Notebook

2.1 Sensitivity Analysis¶

Introduction¶

This section corresponds to Section 4.1 of the original paper.

The task of explaining a DNN's decision can be rephrased into the following question: given a DNN $f$, input image $x$ and the output of DNN $f(x)$, what is it of $x$ that made the DNN reach the particular decision $f(x)$?

To tackle this problem, we can define a relevance function $R$ that takes in an ith pixel $x_i$ of image $x$ as an argument and returns a scalar value $R(x_i)$ which indicates how much positive or negative contribution $x_i$ has had on the final decision $f(x)$. If the range of $R$ is limited to nonnegative real numbers, 0 indicates no contribution and any other positive scalar indicates positive contribution. Intuitively, the extent of positive/negative contribution must be proportional to the absolute value of $R(x_i)$.

In this section, we ask for a given an image x, which pixel(s) or group(s) of pixels makes it representative of a certain concept encoded in the output neuron of the deep neural network (DNN).

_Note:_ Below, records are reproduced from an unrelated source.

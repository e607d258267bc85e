use serde_json::Value;

use super::action::{QuerySpec, Verb};
use crate::error::ConfigError;
use crate::store::{Operator, SortOrder, StoreQuery};

/// Handler template installed for an action.
#[derive(Debug, Clone, Copy, PartialEq, Eq)]
pub enum HandlerKind {
    /// GET filtered by `paramKey <op> <path value>`, refined by the query
    ParamQuery,
    /// GET of one document by the id in the path
    PointLookup,
    /// GET filtered/ordered/limited per the query
    CollectionQuery,
    /// GET of every document
    CollectionScan,
    Create,
    Replace,
    PartialUpdate,
    Delete,
}

#[derive(Debug, Clone, Copy, PartialEq, Eq)]
pub enum BodyRule {
    None,
    /// Every attribute must be present
    Full,
    /// At least one attribute must be present; falsy entries are dropped
    Partial,
}

/// What the shared validation pipeline enforces before a handler runs.
#[derive(Debug, Clone, Copy, PartialEq, Eq)]
pub struct Requirements {
    pub body: BodyRule,
    pub param: bool,
}

impl HandlerKind {
    /// Picks the template from the verb and which optional parts the action declares.
    pub fn select(verb: Verb, has_param: bool, has_query: bool) -> Self {
        match verb {
            Verb::Get => match (has_param, has_query) {
                (true, true) => HandlerKind::ParamQuery,
                (true, false) => HandlerKind::PointLookup,
                (false, true) => HandlerKind::CollectionQuery,
                (false, false) => HandlerKind::CollectionScan,
            },
            Verb::Post => HandlerKind::Create,
            Verb::Put => HandlerKind::Replace,
            Verb::Patch => HandlerKind::PartialUpdate,
            Verb::Delete => HandlerKind::Delete,
        }
    }

    pub fn verb(&self) -> Verb {
        match self {
            HandlerKind::ParamQuery
            | HandlerKind::PointLookup
            | HandlerKind::CollectionQuery
            | HandlerKind::CollectionScan => Verb::Get,
            HandlerKind::Create => Verb::Post,
            HandlerKind::Replace => Verb::Put,
            HandlerKind::PartialUpdate => Verb::Patch,
            HandlerKind::Delete => Verb::Delete,
        }
    }

    pub fn requirements(&self) -> Requirements {
        let (body, param) = match self {
            HandlerKind::ParamQuery | HandlerKind::PointLookup | HandlerKind::Delete => (BodyRule::None, true),
            HandlerKind::CollectionQuery | HandlerKind::CollectionScan => (BodyRule::None, false),
            HandlerKind::Create => (BodyRule::Full, false),
            HandlerKind::Replace => (BodyRule::Full, true),
            HandlerKind::PartialUpdate => (BodyRule::Partial, true),
        };
        Requirements { body, param }
    }

    pub fn name(&self) -> &'static str {
        match self {
            HandlerKind::ParamQuery => "param-query",
            HandlerKind::PointLookup => "point-lookup",
            HandlerKind::CollectionQuery => "collection-query",
            HandlerKind::CollectionScan => "collection-scan",
            HandlerKind::Create => "create",
            HandlerKind::Replace => "replace",
            HandlerKind::PartialUpdate => "partial-update",
            HandlerKind::Delete => "delete",
        }
    }
}

/// A query checked at install time.
#[derive(Debug, Clone, PartialEq)]
pub struct CompiledQuery {
    /// Static part of the read: attribute filter, ordering and limit
    pub base: StoreQuery,
    /// Operator applied between `paramKey` and the path value (param queries only)
    pub param_operator: Operator,
}

impl CompiledQuery {
    pub fn scan() -> Self {
        Self { base: StoreQuery::new(), param_operator: Operator::Eq }
    }
}

/// Validates a declared query and turns it into a store query.
pub fn compile_query(endpoint: &str, kind: HandlerKind, spec: &QuerySpec) -> Result<CompiledQuery, ConfigError> {
    let operator = spec.operator.as_deref().map(str::parse::<Operator>).transpose()?;
    let order = spec.order.as_deref().map(str::parse::<SortOrder>).transpose()?;

    if let Some(limit) = spec.limit {
        if order.is_none() && operator.is_none() {
            return Err(ConfigError::LimitWithoutOrder(endpoint.to_string()));
        }
        if limit <= 0 {
            return Err(ConfigError::InvalidLimit(endpoint.to_string()));
        }
    }

    let mut base = StoreQuery::new();

    if kind == HandlerKind::CollectionQuery {
        match (operator, &spec.attribute) {
            (Some(op), Some(attribute)) => base = base.filter(attribute.clone(), op, spec.value.clone()),
            (Some(_), None) => return Err(ConfigError::MissingQueryAttribute(endpoint.to_string())),
            (None, Some(attribute)) => {
                tracing::warn!("Query on {} names attribute '{}' without an operator; no filter applied", endpoint, attribute);
            }
            (None, None) => {}
        }
    } else if spec.attribute.is_some() || spec.value != Value::Null {
        tracing::warn!("Query on {} filters by its path parameter; attribute/value are ignored", endpoint);
    }

    match (&spec.order_by, order) {
        (Some(field), Some(order)) => base = base.order_by(field.clone(), order),
        (Some(field), None) => {
            tracing::warn!("Query on {} has orderBy '{}' without order; results are unordered", endpoint, field);
        }
        (None, Some(_)) => {
            tracing::warn!("Query on {} has order without orderBy; results are unordered", endpoint);
        }
        (None, None) => {}
    }

    if let Some(limit) = spec.limit {
        base = base.limit(limit as usize);
    }

    Ok(CompiledQuery { base, param_operator: operator.unwrap_or(Operator::Eq) })
}

#[cfg(test)]
mod tests {
    use super::*;
    use serde_json::json;

    #[test]
    fn selection_table() {
        use HandlerKind::*;
        assert_eq!(HandlerKind::select(Verb::Get, true, true), ParamQuery);
        assert_eq!(HandlerKind::select(Verb::Get, true, false), PointLookup);
        assert_eq!(HandlerKind::select(Verb::Get, false, true), CollectionQuery);
        assert_eq!(HandlerKind::select(Verb::Get, false, false), CollectionScan);
        for (has_param, has_query) in [(true, true), (false, false)] {
            assert_eq!(HandlerKind::select(Verb::Post, has_param, has_query), Create);
            assert_eq!(HandlerKind::select(Verb::Put, has_param, has_query), Replace);
            assert_eq!(HandlerKind::select(Verb::Patch, has_param, has_query), PartialUpdate);
            assert_eq!(HandlerKind::select(Verb::Delete, has_param, has_query), Delete);
        }
    }

    #[test]
    fn requirements_per_template() {
        let r = HandlerKind::PartialUpdate.requirements();
        assert_eq!(r, Requirements { body: BodyRule::Partial, param: true });
        let r = HandlerKind::Create.requirements();
        assert_eq!(r, Requirements { body: BodyRule::Full, param: false });
        assert!(HandlerKind::PointLookup.requirements().param);
        assert!(!HandlerKind::CollectionScan.requirements().param);
    }

    #[test]
    fn limit_on_its_own_is_rejected() {
        let spec = QuerySpec { limit: Some(5), order_by: Some("age".into()), ..Default::default() };
        let err = compile_query("/users", HandlerKind::CollectionQuery, &spec).unwrap_err();
        assert!(matches!(err, ConfigError::LimitWithoutOrder(_)));
    }

    #[test]
    fn limit_with_order_or_operator_is_accepted() {
        let spec = QuerySpec { limit: Some(5), order: Some("asc".into()), ..Default::default() };
        let compiled = compile_query("/users", HandlerKind::CollectionQuery, &spec).unwrap();
        assert_eq!(compiled.base.limit, Some(5));
        assert!(compiled.base.order_by.is_none());

        let spec = QuerySpec {
            attribute: Some("age".into()),
            operator: Some(">".into()),
            value: json!(20),
            limit: Some(2),
            ..Default::default()
        };
        let compiled = compile_query("/users", HandlerKind::CollectionQuery, &spec).unwrap();
        assert_eq!(compiled.base.filters.len(), 1);
        assert_eq!(compiled.base.filters[0].operator, Operator::Gt);
    }

    #[test]
    fn non_positive_limit_is_rejected() {
        let spec = QuerySpec { limit: Some(0), order: Some("asc".into()), ..Default::default() };
        let err = compile_query("/users", HandlerKind::CollectionQuery, &spec).unwrap_err();
        assert!(matches!(err, ConfigError::InvalidLimit(_)));
    }

    #[test]
    fn operator_needs_attribute_for_collection_query() {
        let spec = QuerySpec { operator: Some("==".into()), value: json!("x"), ..Default::default() };
        let err = compile_query("/users", HandlerKind::CollectionQuery, &spec).unwrap_err();
        assert!(matches!(err, ConfigError::MissingQueryAttribute(_)));

        // the path parameter supplies the field for param queries
        let compiled = compile_query("/users/:city", HandlerKind::ParamQuery, &spec).unwrap();
        assert!(compiled.base.filters.is_empty());
        assert_eq!(compiled.param_operator, Operator::Eq);
    }

    #[test]
    fn unknown_operator_and_order_are_rejected() {
        let spec = QuerySpec { operator: Some("like".into()), attribute: Some("a".into()), ..Default::default() };
        assert!(matches!(
            compile_query("/x", HandlerKind::CollectionQuery, &spec),
            Err(ConfigError::UnknownOperator(_))
        ));

        let spec = QuerySpec { order_by: Some("a".into()), order: Some("up".into()), ..Default::default() };
        assert!(matches!(
            compile_query("/x", HandlerKind::CollectionQuery, &spec),
            Err(ConfigError::UnknownSortOrder(_))
        ));
    }

    #[test]
    fn order_requires_both_fields() {
        let spec = QuerySpec { order_by: Some("age".into()), order: Some("desc".into()), ..Default::default() };
        let compiled = compile_query("/users", HandlerKind::CollectionQuery, &spec).unwrap();
        let order_by = compiled.base.order_by.unwrap();
        assert_eq!(order_by.field, "age");
        assert_eq!(order_by.order, SortOrder::Desc);
    }
}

A first approach to identify the most important input features is sensitivity analysis. A common formulation of sensitivity analysis defines relevance scores as

\begin{equation} R(x_i) = \left( \frac{\partial f}{\partial x_i} \right)^2 \end{equation}

where the gradient is evaluated at the data point $x_i$. Put simply, the relevance score indicates how influential a particular data point was on the DNN's decision. Therefore, the most relevant input features are those to which the output is most sensitive i.e., has high relevance scores. The relevance score can be calculated simply using backpropagation.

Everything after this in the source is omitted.